Sim, Dave – Cerebus Volume 3: Church and State Part 1
How do you review a story when it’s only halfway through? Well, seeing as how this whole series is ongoing and a lot of things are going to change, I guess it isn’t that big of a stretch. This is the first half of the biggest Cerebus storyline of them all. This half goes pretty much everywhere. Cerebus after he’s forced to give up being the Prime Minister all the way to Cerebus becoming the Pope, this volume gives the impression to me of not that much happening. That’s probably just because he’s a lot more active in the other books, what with trying to take over the world and all. He mostly sits around and tries to collect gold in this one. What makes this book notable is how much farther the plot advances here. It’s obvious that Dave has settled in for the long haul in this one and that he has a definite plan for the whole series. He sets things up in this one that aren’t dealt with until Mothers and Daughters (#151-200), if then. Suentes Po and Cirin and both major parts of the story and we don’t see them until much later in the series, but they’re both talked about plenty in this one.

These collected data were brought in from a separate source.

#![allow(missing_docs)] // Don't require docs for test code
use std::collections::HashMap;

use crate::{
    core::cortex_m::{Aircr, Demcr, Dhcsr},
    memory::ArmProbe,
    probe::DebugProbeError,
};

/// Number of core registers reachable through the core register selector.
const CORE_REGISTER_COUNT: usize = 19;

/// A probe backed by sparse in-memory target state, for tests and dry runs.
///
/// The Cortex-M debug registers DHCSR and AIRCR are emulated so that run
/// control behaves like a real core: halting, stepping and resetting are
/// recorded as [`CoreEvent`]s, every probe call as an [`Operation`].
#[derive(Debug, Default)]
pub struct FakeProbe {
    memory: HashMap<u32, u8>,
    registers: [u32; CORE_REGISTER_COUNT],

    /// Control bits [15:0] of the last effective DHCSR write.
    dhcsr_control: u32,
    is_halted: bool,

    /// Ignore halt requests, as a core stuck with debug disabled would.
    ignore_halt: bool,
    /// Make every core register access fail.
    fail_register_access: bool,

    events: Vec<CoreEvent>,
    operations: Vec<Operation>,
}

/// A run state change of the emulated core.
#[derive(Debug, Clone, Copy, PartialEq, Eq)]
pub enum CoreEvent {
    Halt,
    Run,
    Step,
    NoDebug,
    /// A system reset, `halted` if the reset vector catch stopped the core.
    Reset { halted: bool },
}

/// A single call into the probe.
#[derive(Debug, Clone, PartialEq, Eq)]
pub enum Operation {
    Read8 { address: u32, len: usize },
    Write8 { address: u32, data: Vec<u8> },
    ReadWord { address: u32 },
    WriteWord { address: u32, value: u32 },
    ReadReg { index: u8 },
    WriteReg { index: u8, value: u32 },
}

impl FakeProbe {
    /// Creates a new [`FakeProbe`] with a running core and zeroed memory.
    pub fn new() -> Self {
        Self::default()
    }

    /// Creates a new [`FakeProbe`] whose core is already halted.
    pub fn halted() -> Self {
        let mut probe = Self::new();
        let mut dhcsr = Dhcsr(0);
        dhcsr.set_c_halt(true);
        dhcsr.set_c_debugen(true);
        probe.dhcsr_control = dhcsr.into();
        probe.is_halted = true;
        probe
    }

    pub fn is_halted(&self) -> bool {
        self.is_halted
    }

    pub fn set_ignore_halt(&mut self, ignore: bool) {
        self.ignore_halt = ignore;
    }

    pub fn set_register_fault(&mut self, fail: bool) {
        self.fail_register_access = fail;
    }

    /// Run state changes, oldest first.
    pub fn events(&self) -> Vec<CoreEvent> {
        self.events.clone()
    }

    /// All probe calls, oldest first.
    pub fn operations(&self) -> &[Operation] {
        &self.operations
    }

    /// Place `data` into target memory without logging an operation.
    pub fn load(&mut self, address: u32, data: &[u8]) {
        for (offset, byte) in data.iter().enumerate() {
            self.memory
                .insert(address.wrapping_add(offset as u32), *byte);
        }
    }

    /// Inspect target memory without logging an operation.
    pub fn memory(&self, address: u32, len: usize) -> Vec<u8> {
        (0..len)
            .map(|offset| self.byte(address.wrapping_add(offset as u32)))
            .collect()
    }

    pub fn register(&self, index: u8) -> u32 {
        self.registers[index as usize]
    }

    pub fn set_register(&mut self, index: u8, value: u32) {
        self.registers[index as usize] = value;
    }

    fn byte(&self, address: u32) -> u8 {
        self.memory.get(&address).copied().unwrap_or(0)
    }

    fn read_word(&self, address: u32) -> u32 {
        match address {
            Dhcsr::ADDRESS => {
                let mut dhcsr = self.dhcsr_control;

                if self.is_halted {
                    dhcsr |= 1 << 17;
                }

                // Always set S_REGRDY, and say that a register value can
                // be read.
                dhcsr |= 1 << 16;

                tracing::trace!("[read_word] <DHCSR> = {:#010x}", dhcsr);
                dhcsr
            }
            _ => {
                let mut bytes = [0; 4];
                for (offset, byte) in bytes.iter_mut().enumerate() {
                    *byte = self.byte(address.wrapping_add(offset as u32));
                }
                u32::from_le_bytes(bytes)
            }
        }
    }

    fn write_word(&mut self, address: u32, value: u32) {
        match address {
            Dhcsr::ADDRESS => self.write_dhcsr(Dhcsr(value)),
            Aircr::ADDRESS => {
                let aircr = Aircr(value);
                if aircr.has_vectkey() && aircr.sysresetreq() {
                    let demcr = Demcr(self.read_word(Demcr::ADDRESS));
                    let halted = demcr.vc_corereset() && !self.ignore_halt;

                    tracing::debug!("FakeProbe: System reset, halted: {}", halted);
                    self.registers = [0; CORE_REGISTER_COUNT];
                    self.is_halted = halted;
                    self.events.push(CoreEvent::Reset { halted });
                }
            }
            _ => self.load(address, &value.to_le_bytes()),
        }
    }

    fn write_dhcsr(&mut self, value: Dhcsr) {
        if !value.is_write_enabled() {
            tracing::trace!("FakeProbe: DHCSR write without debug key ignored");
            return;
        }

        // Mask out dbg key
        let dhcsr = Dhcsr(u32::from(value) & 0xffff);
        self.dhcsr_control = dhcsr.into();

        if !dhcsr.c_debugen() {
            self.is_halted = false;
            self.events.push(CoreEvent::NoDebug);
        } else if dhcsr.c_halt() {
            if !self.is_halted && !self.ignore_halt {
                self.is_halted = true;
                self.events.push(CoreEvent::Halt);
            }
        } else if dhcsr.c_step() {
            tracing::debug!("FakeProbe: Single step requested, setting s_halt");
            self.is_halted = true;
            self.events.push(CoreEvent::Step);
        } else if self.is_halted {
            self.is_halted = false;
            self.events.push(CoreEvent::Run);
        }
    }

    fn check_register_access(&self) -> Result<(), DebugProbeError> {
        if self.fail_register_access {
            Err(DebugProbeError::ProbeSpecific(
                "injected register access fault".into(),
            ))
        } else if !self.is_halted {
            Err(DebugProbeError::ProbeSpecific("core is not halted".into()))
        } else {
            Ok(())
        }
    }
}

impl ArmProbe for FakeProbe {
    fn read_8(&mut self, address: u32, data: &mut [u8]) -> Result<(), DebugProbeError> {
        self.operations.push(Operation::Read8 {
            address,
            len: data.len(),
        });
        for (offset, byte) in data.iter_mut().enumerate() {
            *byte = self.byte(address.wrapping_add(offset as u32));
        }
        Ok(())
    }

    fn write_8(&mut self, address: u32, data: &[u8]) -> Result<(), DebugProbeError> {
        self.operations.push(Operation::Write8 {
            address,
            data: data.to_vec(),
        });
        self.load(address, data);
        Ok(())
    }

    fn read_word_32(&mut self, address: u32) -> Result<u32, DebugProbeError> {
        self.operations.push(Operation::ReadWord { address });
        Ok(self.read_word(address))
    }

    fn write_word_32(&mut self, address: u32, value: u32) -> Result<(), DebugProbeError> {
        self.operations.push(Operation::WriteWord { address, value });
        self.write_word(address, value);
        Ok(())
    }

    fn read_core_reg(&mut self, index: u8) -> Result<u32, DebugProbeError> {
        self.operations.push(Operation::ReadReg { index });
        self.check_register_access()?;
        Ok(self.registers[usize::from(index) % CORE_REGISTER_COUNT])
    }

    fn write_core_reg(&mut self, index: u8, value: u32) -> Result<(), DebugProbeError> {
        self.operations.push(Operation::WriteReg { index, value });
        self.check_register_access()?;
        self.registers[usize::from(index) % CORE_REGISTER_COUNT] = value;
        Ok(())
    }
}

#[cfg(test)]
mod test {
    use super::*;
    use pretty_assertions::assert_eq;

    #[test]
    fn dhcsr_write_without_key_is_ignored() {
        let mut probe = FakeProbe::new();
        probe.write_word_32(Dhcsr::ADDRESS, 0b11).unwrap();

        assert!(!probe.is_halted());
        assert!(probe.events().is_empty());
    }

    #[test]
    fn word_and_byte_views_agree() {
        let mut probe = FakeProbe::new();
        probe.write_word_32(0x2000_0000, 0x0403_0201).unwrap();
        probe.write_8(0x2000_0004, &[5, 6, 7, 8]).unwrap();

        assert_eq!(probe.memory(0x2000_0000, 8), vec![1, 2, 3, 4, 5, 6, 7, 8]);
        assert_eq!(probe.read_word_32(0x2000_0004).unwrap(), 0x0807_0605);
    }

    #[test]
    fn halted_probe_reports_s_halt() {
        let mut probe = FakeProbe::halted();
        let dhcsr = Dhcsr(probe.read_word_32(Dhcsr::ADDRESS).unwrap());

        assert!(dhcsr.s_halt());
        assert!(dhcsr.s_regrdy());
        assert!(dhcsr.c_debugen());
    }

    #[test]
    fn register_fault_injection() {
        let mut probe = FakeProbe::halted();
        probe.set_register_fault(true);

        assert!(probe.read_core_reg(0).is_err());
        assert!(probe.write_core_reg(0, 1).is_err());
        assert_eq!(probe.register(0), 0);
    }
}
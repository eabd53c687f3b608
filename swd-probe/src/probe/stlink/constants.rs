pub mod commands {
    // Common commands.
    pub const GET_VERSION: u8 = 0xf1;
    pub const JTAG_COMMAND: u8 = 0xf2;
    pub const DFU_COMMAND: u8 = 0xf3;
    pub const SWIM_COMMAND: u8 = 0xf4;
    pub const GET_CURRENT_MODE: u8 = 0xf5;
    pub const GET_TARGET_VOLTAGE: u8 = 0xf7;
    pub const GET_VERSION_EXT: u8 = 0xfb;

    // Commands to exit other modes.
    pub const DFU_EXIT: u8 = 0x07;
    pub const SWIM_EXIT: u8 = 0x01;

    // JTAG commands.
    pub const JTAG_READMEM_32BIT: u8 = 0x07;
    pub const JTAG_WRITEMEM_32BIT: u8 = 0x08;
    pub const JTAG_READMEM_8BIT: u8 = 0x0c;
    pub const JTAG_WRITEMEM_8BIT: u8 = 0x0d;
    pub const JTAG_EXIT: u8 = 0x21;

    // The following commands are from Version 2 of the API.
    pub const JTAG_ENTER2: u8 = 0x30;

    pub const JTAG_READ_CORE_REG: u8 = 0x33;
    pub const JTAG_WRITE_CORE_REG: u8 = 0x34;

    pub const JTAG_WRITE_DEBUG_REG: u8 = 0x35;
    pub const JTAG_READ_DEBUG_REG: u8 = 0x36;

    pub const JTAG_GETLASTRWSTATUS2: u8 = 0x3e; // From V2J15
    pub const SWD_SET_FREQ: u8 = 0x43; // From V2J20
    pub const JTAG_READ_DAP_REG: u8 = 0x45; // From V2J24
    pub const SET_COM_FREQ: u8 = 0x61; // V3 only, replaces SWD_SET_FREQ
    pub const GET_COM_FREQ: u8 = 0x62; // V3 only

    // Parameters for JTAG_ENTER2.
    pub const JTAG_ENTER_SWD: u8 = 0xa3;

    // Parameters for SET_COM_FREQ and GET_COM_FREQ.
    pub const JTAG_STLINK_SWD_COM: u8 = 0x00;
}

/// STLink status codes and messages.
#[derive(Debug, Copy, Clone, PartialEq, Eq)]
pub enum Status {
    JtagOk,
    JtagUnknownError,
    JtagSpiError,
    JtagDmaError,
    JtagUnknownJtagChain,
    JtagNoDeviceConnected,
    JtagInternalError,
    JtagCmdWait,
    JtagCmdError,
    JtagGetIdcodeError,
    JtagAlignmentError,
    JtagDbgPowerError,
    JtagWriteError,
    JtagWriteVerifError,
    JtagAlreadyOpenedInOtherMode,
    SwdApWait,
    SwdApFault,
    SwdApError,
    SwdApParityError,
    SwdDpWait,
    SwdDpFault,
    SwdDpError,
    SwdDpParityError,
    SwdApWdataError,
    SwdApStickyError,
    SwdApStickyorunError,
    JtagFreqNotSupported,
    JtagUnknownCmd,
    Other(u8),
}

impl From<u8> for Status {
    fn from(value: u8) -> Status {
        match value {
            0x80 => Status::JtagOk,
            0x01 => Status::JtagUnknownError,
            0x02 => Status::JtagSpiError,
            0x03 => Status::JtagDmaError,
            0x04 => Status::JtagUnknownJtagChain,
            0x05 => Status::JtagNoDeviceConnected,
            0x06 => Status::JtagInternalError,
            0x07 => Status::JtagCmdWait,
            0x08 => Status::JtagCmdError,
            0x09 => Status::JtagGetIdcodeError,
            0x0A => Status::JtagAlignmentError,
            0x0B => Status::JtagDbgPowerError,
            0x0C => Status::JtagWriteError,
            0x0D => Status::JtagWriteVerifError,
            0x0E => Status::JtagAlreadyOpenedInOtherMode,
            0x10 => Status::SwdApWait,
            0x11 => Status::SwdApFault,
            0x12 => Status::SwdApError,
            0x13 => Status::SwdApParityError,
            0x14 => Status::SwdDpWait,
            0x15 => Status::SwdDpFault,
            0x16 => Status::SwdDpError,
            0x17 => Status::SwdDpParityError,
            0x18 => Status::SwdApWdataError,
            0x19 => Status::SwdApStickyError,
            0x1A => Status::SwdApStickyorunError,
            0x41 => Status::JtagFreqNotSupported,
            0x42 => Status::JtagUnknownCmd,
            v => Status::Other(v),
        }
    }
}

/// Map from SWD frequency in Hertz to delay loop count.
#[derive(Debug, Copy, Clone, PartialEq, Eq)]
pub enum SwdFrequencyToDelayCount {
    Hz4600000 = 0,
    Hz1800000 = 1, // Default
    Hz1200000 = 2,
    Hz950000 = 3,
    Hz650000 = 5,
    Hz480000 = 7,
    Hz400000 = 9,
    Hz360000 = 10,
    Hz240000 = 15,
    Hz150000 = 25,
    Hz125000 = 31,
    Hz100000 = 40,
}

impl SwdFrequencyToDelayCount {
    /// Try to find an appropriate setting for the given frequency in kHz.
    ///
    /// If a direct match is not found, return the setting for a lower frequency
    /// if possible. If this is not possible, returns `None`.
    pub(crate) fn find_setting(frequency: u32) -> Option<SwdFrequencyToDelayCount> {
        Some(match frequency {
            _ if frequency >= 4_600 => Self::Hz4600000,
            _ if frequency >= 1_800 => Self::Hz1800000,
            _ if frequency >= 1_200 => Self::Hz1200000,
            _ if frequency >= 950 => Self::Hz950000,
            _ if frequency >= 650 => Self::Hz650000,
            _ if frequency >= 480 => Self::Hz480000,
            _ if frequency >= 400 => Self::Hz400000,
            _ if frequency >= 360 => Self::Hz360000,
            _ if frequency >= 240 => Self::Hz240000,
            _ if frequency >= 150 => Self::Hz150000,
            _ if frequency >= 125 => Self::Hz125000,
            _ if frequency >= 100 => Self::Hz100000,
            _ => {
                return None;
            }
        })
    }

    /// Get the SWD frequency in kHz
    pub(crate) fn to_khz(self) -> u32 {
        match self {
            Self::Hz4600000 => 4600,
            Self::Hz1800000 => 1800,
            Self::Hz1200000 => 1200,
            Self::Hz950000 => 950,
            Self::Hz650000 => 650,
            Self::Hz480000 => 480,
            Self::Hz400000 => 400,
            Self::Hz360000 => 360,
            Self::Hz240000 => 240,
            Self::Hz150000 => 150,
            Self::Hz125000 => 125,
            Self::Hz100000 => 100,
        }
    }
}

/// Modes returned by GET_CURRENT_MODE.
#[derive(Debug)]
pub(crate) enum Mode {
    /// Device is in DFU (Device Firmware Update) mode
    Dfu = 0x00,
    /// Device is in mass storage mode?
    MassStorage = 0x01,
    /// Device is in JTAG mode
    Jtag = 0x02,
    /// Device is in SWIM (Single Wire Interface) mode
    Swim = 0x03,
}

#[cfg(test)]
mod test {
    use super::*;

    #[test]
    fn test_too_low_swd_speed() {
        assert!(SwdFrequencyToDelayCount::find_setting(0).is_none());
        assert!(SwdFrequencyToDelayCount::find_setting(99).is_none());
    }

    #[test]
    fn test_swd_speed() {
        assert_eq!(
            SwdFrequencyToDelayCount::find_setting(124),
            Some(SwdFrequencyToDelayCount::Hz100000)
        );
        assert_eq!(
            SwdFrequencyToDelayCount::find_setting(1_800),
            Some(SwdFrequencyToDelayCount::Hz1800000)
        );
        assert_eq!(
            SwdFrequencyToDelayCount::find_setting(u32::MAX).map(|s| s.to_khz()),
            Some(4600)
        );
    }

    #[test]
    fn status_codes() {
        assert_eq!(Status::from(0x80), Status::JtagOk);
        assert_eq!(Status::from(0x14), Status::SwdDpWait);
        assert_eq!(Status::from(0x99), Status::Other(0x99));
    }
}
use rusb::{Device, UsbContext};
use std::fmt::Write;
use std::time::Duration;

use crate::probe::{DebugProbeInfo, ProbeCreationError};

use super::usb_interface::{StLinkInfo, USB_PID_EP_MAP, USB_VID};

pub(super) fn is_stlink_device<T: UsbContext>(device: &Device<T>, profile: &StLinkInfo) -> bool {
    // Check the VID/PID.
    if let Ok(descriptor) = device.device_descriptor() {
        descriptor.vendor_id() == USB_VID && descriptor.product_id() == profile.usb_pid
    } else {
        false
    }
}

/// Lists all attached ST-Links, one hardware profile after the other.
#[tracing::instrument(skip_all)]
pub fn list_stlink_devices() -> Result<Vec<DebugProbeInfo>, ProbeCreationError> {
    let context = rusb::Context::new()?;
    let devices = context.devices()?;

    let mut probes = vec![];

    for profile in USB_PID_EP_MAP {
        probes.extend(
            devices
                .iter()
                .filter(|device| is_stlink_device(device, profile))
                .filter_map(|device| {
                    let serial_number = match read_serial_number(&device) {
                        Ok(serial_number) => serial_number,
                        Err(e) => {
                            tracing::warn!(
                                "Skipping STLink {} at bus {:03} device {:03}: {}",
                                profile.version_name,
                                device.bus_number(),
                                device.address(),
                                e
                            );
                            return None;
                        }
                    };

                    Some(DebugProbeInfo::new(
                        format!("STLink {}", profile.version_name),
                        canonical_serial_number(&serial_number),
                        device.bus_number(),
                        device.address(),
                        profile,
                    ))
                }),
        );
    }

    tracing::debug!("Found {} STLink devices", probes.len());

    Ok(probes)
}

fn read_serial_number<T: UsbContext>(device: &Device<T>) -> rusb::Result<String> {
    let timeout = Duration::from_millis(100);
    let descriptor = device.device_descriptor()?;
    let handle = device.open()?;
    let language = handle
        .read_languages(timeout)?
        .first()
        .copied()
        .ok_or(rusb::Error::NotFound)?;
    handle.read_serial_number_string(language, &descriptor, timeout)
}

/// Renders a USB serial number string as uppercase hex, two digits per character.
///
/// ST-Link/V2 probes report a binary serial number with non printable
/// characters; the hex form makes every serial printable and comparable.
pub fn canonical_serial_number(raw: &str) -> String {
    raw.chars().fold(String::new(), |mut s, c| {
        let _ = write!(s, "{:02X}", c as u32); // Writing a String never fails
        s
    })
}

So what happens in this one? Well, certain things are wrapped up and all that usually does is raise more questions than it answers. This also introduces Bishop Powers, Bear, and Boobah, and it features appearances by almost everybody from his past once again. Another incarnation for the Roach with Wolveroach, which got Sim in a lot of trouble with Marvel back in the day. Some folks say that a lot of Cerebus is padding. You could point to the two dream issues where almost nothing happens, or you could point to the fact that you can usually sum up the plot advancement in two or three sentences of 4 or 5 issues, and I just don’t think that’s a valid reason to slam this book. Look, he knows exactly what he’s doing. I’ve had my doubts along the way, but he has come through every time and I’m perfectly content to give him the benefit of the doubt. I’ve seen a lot of what pacing can mean to a book with Lone Wolf and Cub in the past year, and I think that’s basically what he’s trying to do. He’s having fun with dialogue and the characters, and he’s making it a lot more interesting than just saying “time passes”, basically. Suspend your disbelief, try not to see the man behind the curtain and you’ll get along just fine. As for the actual review of this series well, obviously I’m going to do that after I read the next book.